■ **Task brief**
Lines with "true": how many are there in the listing below? Reply with the number only.

■ **Data for this task**
//! HD44780 instruction decoding.
//!
//! An instruction byte is identified by its highest set bit; the bits below
//! it are the instruction's parameters. The encodings are bit-exact with the
//! standard instruction set (clear=0x01, home=0x02, entry mode=0x04+,
//! display control=0x08+, shift=0x10+, function set=0x20+, CGRAM
//! address=0x40+, DDRAM address=0x80+), so firmware written against the real
//! chip drives the emulated controller unchanged.

/// A decoded controller instruction.
#[derive(Debug, Clone, Copy, PartialEq, Eq)]
pub enum Command {
    /// 0x00 — not an instruction, ignored.
    Nop,
    /// 0x01 — zero DDRAM, home the address counter.
    Clear,
    /// 0x02 — home the address counter, memory untouched.
    Home,
    /// 0x04 | I/D<<1 | S — cursor step direction and shift-on-write.
    EntryMode { increment: bool, shift_display: bool },
    /// 0x08 | D<<2 | C<<1 | B — display on/off, cursor, blink.
    DisplayControl {
        display_on: bool,
        cursor_on: bool,
        blink_on: bool,
    },
    /// 0x10 | S/C<<3 | R/L<<2 — move the cursor or shift the display.
    Shift { display: bool, right: bool },
    /// 0x20 | DL<<4 | N<<3 | F<<2 — bus width, line count, font height.
    FunctionSet {
        eight_bit: bool,
        two_lines: bool,
        tall_font: bool,
    },
    /// 0x40 | addr — select CGRAM addressing at `addr` (6-bit).
    SetCgramAddr(u8),
    /// 0x80 | addr — select DDRAM addressing at `addr` (7-bit).
    SetDdramAddr(u8),
}

/// Decode an instruction byte.
///
/// Never fails: address payloads are masked into range and the all-zero
/// byte decodes to [`Command::Nop`], matching the permissive behavior of
/// the hardware.
pub fn decode(byte: u8) -> Command {
    if byte & 0x80 != 0 {
        Command::SetDdramAddr(byte & 0x7F)
    } else if byte & 0x40 != 0 {
        Command::SetCgramAddr(byte & 0x3F)
    } else if byte & 0x20 != 0 {
        Command::FunctionSet {
            eight_bit: byte & 0x10 != 0,
            two_lines: byte & 0x08 != 0,
            tall_font: byte & 0x04 != 0,
        }
    } else if byte & 0x10 != 0 {
        Command::Shift {
            display: byte & 0x08 != 0,
            right: byte & 0x04 != 0,
        }
    } else if byte & 0x08 != 0 {
        Command::DisplayControl {
            display_on: byte & 0x04 != 0,
            cursor_on: byte & 0x02 != 0,
            blink_on: byte & 0x01 != 0,
        }
    } else if byte & 0x04 != 0 {
        Command::EntryMode {
            increment: byte & 0x02 != 0,
            shift_display: byte & 0x01 != 0,
        }
    } else if byte & 0x02 != 0 {
        Command::Home
    } else if byte & 0x01 != 0 {
        Command::Clear
    } else {
        Command::Nop
    }
}

#[cfg(test)]
mod tests {
    use super::*;

    #[test]
    fn test_fixed_opcodes() {
        assert_eq!(decode(0x00), Command::Nop);
        assert_eq!(decode(0x01), Command::Clear);
        assert_eq!(decode(0x02), Command::Home);
        // don't-care low bit of home
        assert_eq!(decode(0x03), Command::Home);
    }

    #[test]
    fn test_entry_mode() {
        assert_eq!(
            decode(0x06),
            Command::EntryMode { increment: true, shift_display: false }
        );
        assert_eq!(
            decode(0x04),
            Command::EntryMode { increment: false, shift_display: false }
        );
        assert_eq!(
            decode(0x07),
            Command::EntryMode { increment: true, shift_display: true }
        );
    }

    #[test]
    fn test_display_control() {
        assert_eq!(
            decode(0x0C),
            Command::DisplayControl { display_on: true, cursor_on: false, blink_on: false }
        );
        assert_eq!(
            decode(0x08),
            Command::DisplayControl { display_on: false, cursor_on: false, blink_on: false }
        );
        assert_eq!(
            decode(0x0F),
            Command::DisplayControl { display_on: true, cursor_on: true, blink_on: true }
        );
    }

    #[test]
    fn test_shift() {
        assert_eq!(decode(0x10), Command::Shift { display: false, right: false });
        assert_eq!(decode(0x14), Command::Shift { display: false, right: true });
        assert_eq!(decode(0x18), Command::Shift { display: true, right: false });
        assert_eq!(decode(0x1C), Command::Shift { display: true, right: true });
    }

    #[test]
    fn test_function_set() {
        // 4-bit bus, 2 lines, 5x8 font — the init value every example uses
        assert_eq!(
            decode(0x28),
            Command::FunctionSet { eight_bit: false, two_lines: true, tall_font: false }
        );
        assert_eq!(
            decode(0x30),
            Command::FunctionSet { eight_bit: true, two_lines: false, tall_font: false }
        );
    }

    #[test]
    fn test_addresses_masked() {
        assert_eq!(decode(0x80), Command::SetDdramAddr(0x00));
        assert_eq!(decode(0xC0), Command::SetDdramAddr(0x40));
        assert_eq!(decode(0xFF), Command::SetDdramAddr(0x7F));
        assert_eq!(decode(0x40), Command::SetCgramAddr(0x00));
        assert_eq!(decode(0x7F), Command::SetCgramAddr(0x3F));
    }
}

■ **Reply**
9